As demais circunstâncias invocadas pelo recorrente (supra, 20), relacionadas com factos provados ou não provados, não adquirem relevância nem aptidão de produção de qualquer efeito ao nível da qualificação jurídica dos factos provados ou para efeitos de determinação da pena nos termos do artigo 71.º do Código Penal.

23. Assim sendo, e em síntese, não se encontra fundamento para as críticas que o recorrente dirige ao acórdão recorrido, nomeadamente a de que a pena aplicada se mostra excessiva e desproporcionada.

Pelo contrário, as fortes exigências de protecção do bem jurídicos violado – a autodeterminação sexual associada ao livre desenvolvimento da personalidade da menor na esfera sexual –, na proporção da intensidade e frequência da sua lesão, e de prevenção, na consideração do elevadíssimo grau de ilicitude dos factos e de intensidade do dolo e das demais circunstâncias relevantes para determinação da medida da pena, anteriormente referidos, justificariam, como acima se afirmou, num severo juízo de censura, em função do elevadíssimo grau de culpa, a aplicação de uma pena que, dentro da moldura de 3 a 10 anos de prisão, estabelecida no artigo 171.º, n.º 2, do Código Penal, por adequada e proporcional, se aproximasse do seu limite máximo, sem prejuízo da ponderação dos factos à luz do regime da punição do concurso de crimes, nos termos do disposto nos artigos 30.º e 77.º do Código Penal, à semelhança do decidido em 1.ª instância, por repetida violação daquela e de outras normas incriminadoras.

Porém, como anteriormente se sublinhou, por virtude da limitação imposta pelo princípio da proibição de reformatio in pejus, nos termos do disposto no artigo 409.º do CPP, uma vez que o recurso foi interposto somente pelo arguido, não pode este tribunal, modificar, na sua espécie ou medida, a sanção constante da decisão recorrida, o que significa que, no caso concreto, não poderá ser agravada a pena de 7 anos de prisão aplicada pelo tribunal da Relação, que assim se mantém.

Em consequência, fica prejudicada a apreciação da questão da suspensão de execução da pena, que, nos termos do disposto no artigo 50.º do Código Penal, apenas é legalmente admissível no pressuposto de aplicação de uma pena de prisão de medida não superior a 5 anos.

Nesta conformidade, deve o recurso ser julgado improcedente.

Quanto a custas

24. Nos termos do disposto no artigo 513.º do CPP, só há lugar ao pagamento da taxa de justiça pelo arguido quando ocorra condenação em 1.ª instância e decaimento total em qualquer recurso.

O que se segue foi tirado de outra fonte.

//! Microsearch CLI binary.

use std::io::Write;
use std::process;

use clap::Parser;
use env_logger::Builder;
use log::LevelFilter;

use microsearch::cli::args::MicrosearchArgs;
use microsearch::cli::commands::execute_command;

fn main() {
    let args = MicrosearchArgs::parse();

    let log_level = match args.verbosity() {
        0 => LevelFilter::Error,
        1 => LevelFilter::Warn,
        2 => LevelFilter::Info,
        _ => LevelFilter::Debug,
    };

    Builder::new()
        .filter_level(log_level)
        .format(|buf, record| writeln!(buf, "[{}] {}", record.level(), record.args()))
        .init();

    if let Err(e) = execute_command(args) {
        eprintln!("Error: {e}");
        process::exit(1);
    }
}
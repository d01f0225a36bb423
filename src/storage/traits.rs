//! Storage abstraction trait and common types.

use std::io::{Read, Write};

use serde::{Deserialize, Serialize};

use crate::error::{MicrosearchError, Result};

/// A trait for storage backends that hold the index files.
///
/// The engine never touches the filesystem directly; shard files, the
/// document stats file and stored documents all go through this interface so
/// that the backing store can be swapped (directory on disk, in memory).
///
/// No locking is implied by any method. Two writers that read, modify and
/// replace the same file race, and the later replacement wins.
pub trait Storage: Send + Sync + std::fmt::Debug {
    /// Open a file for reading.
    fn open_input(&self, name: &str) -> Result<Box<dyn StorageInput>>;

    /// Create (or truncate) a file for writing.
    fn create_output(&self, name: &str) -> Result<Box<dyn StorageOutput>>;

    /// Check if a file exists.
    ///
    /// A failure to check (permissions, I/O) is an error, not `false`. An
    /// entry that exists but cannot be opened, such as a dangling link,
    /// counts as existing.
    fn file_exists(&self, name: &str) -> Result<bool>;

    /// Delete a file. Deleting a missing file is not an error.
    fn delete_file(&self, name: &str) -> Result<()>;

    /// List all files in the storage, sorted by name.
    fn list_files(&self) -> Result<Vec<String>>;

    /// Rename a file, atomically replacing `new_name` if it exists.
    fn rename_file(&self, old_name: &str, new_name: &str) -> Result<()>;

    /// Create a uniquely named temporary file.
    fn create_temp_output(&self, prefix: &str) -> Result<(String, Box<dyn StorageOutput>)>;
}

/// A trait for reading data from storage.
pub trait StorageInput: Read + Send + std::fmt::Debug {
    /// Get the size of the input stream.
    fn size(&self) -> Result<u64>;
}

/// A trait for writing data to storage.
pub trait StorageOutput: Write + Send + std::fmt::Debug {
    /// Flush and sync the output to storage.
    fn flush_and_sync(&mut self) -> Result<()>;

    /// Close the output stream, making its content visible.
    fn close(&mut self) -> Result<()>;
}

/// Configuration for storage backends.
#[derive(Debug, Clone, Serialize, Deserialize)]
#[serde(default)]
pub struct StorageConfig {
    /// Whether to fsync every file before it replaces its predecessor.
    pub sync_writes: bool,

    /// Buffer size for I/O operations.
    pub buffer_size: usize,
}

impl Default for StorageConfig {
    fn default() -> Self {
        StorageConfig {
            sync_writes: false,
            buffer_size: 65536,
        }
    }
}

/// Error types specific to storage operations.
#[derive(Debug, Clone)]
pub enum StorageError {
    /// File not found.
    FileNotFound(String),

    /// I/O error.
    IoError(String),
}

impl std::fmt::Display for StorageError {
    fn fmt(&self, f: &mut std::fmt::Formatter<'_>) -> std::fmt::Result {
        match self {
            StorageError::FileNotFound(name) => write!(f, "File not found: {name}"),
            StorageError::IoError(msg) => write!(f, "I/O error: {msg}"),
        }
    }
}

impl std::error::Error for StorageError {}

impl From<StorageError> for MicrosearchError {
    fn from(err: StorageError) -> Self {
        MicrosearchError::storage(err.to_string())
    }
}

/// Read a whole file, returning `None` if it does not exist.
///
/// Any other failure is an error: a file that exists but cannot be read must
/// not look like an empty one.
pub fn read_optional(storage: &dyn Storage, name: &str) -> Result<Option<Vec<u8>>> {
    if !storage.file_exists(name)? {
        return Ok(None);
    }

    let mut input = storage.open_input(name)?;
    let mut buf = Vec::with_capacity(input.size()? as usize);
    input
        .read_to_end(&mut buf)
        .map_err(|e| MicrosearchError::storage(format!("Failed to read {name}: {e}")))?;
    Ok(Some(buf))
}

/// Replace `name` with `data` so that readers see either the old content or
/// the new content, never a partial file.
///
/// The bytes go to a temporary file first, which is then renamed over the
/// target.
pub fn write_atomic(storage: &dyn Storage, name: &str, data: &[u8]) -> Result<()> {
    let (temp_name, mut output) = storage.create_temp_output(name)?;

    let written = output
        .write_all(data)
        .map_err(|e| MicrosearchError::storage(format!("Failed to write {temp_name}: {e}")))
        .and_then(|_| output.close());
    drop(output);

    if let Err(e) = written {
        let _ = storage.delete_file(&temp_name);
        return Err(e);
    }

    storage.rename_file(&temp_name, name)
}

O respectivo quantitativo é fixado pelo juiz, a final, nos termos previstos no Regulamento das Custas Processuais.

A taxa de justiça é fixada entre 5 e 10 UC, tendo em conta a complexidade do recurso, de acordo com a tabela III anexa ao Regulamento das Custas Processuais.

Nestes termos, considera-se adequada a condenação do recorrente em 5 UC.

III. Decisão

25. Pelo exposto, acordam os juízes da Secção Criminal do Supremo Tribunal de Justiça em:

a) Julgar improcedente o recurso interposto pelo arguido AA; e

b) Condenar o recorrente em custas, fixando a taxa de justiça em 5 UC.

Supremo Tribunal de Justiça, 18 de Janeiro de 2018.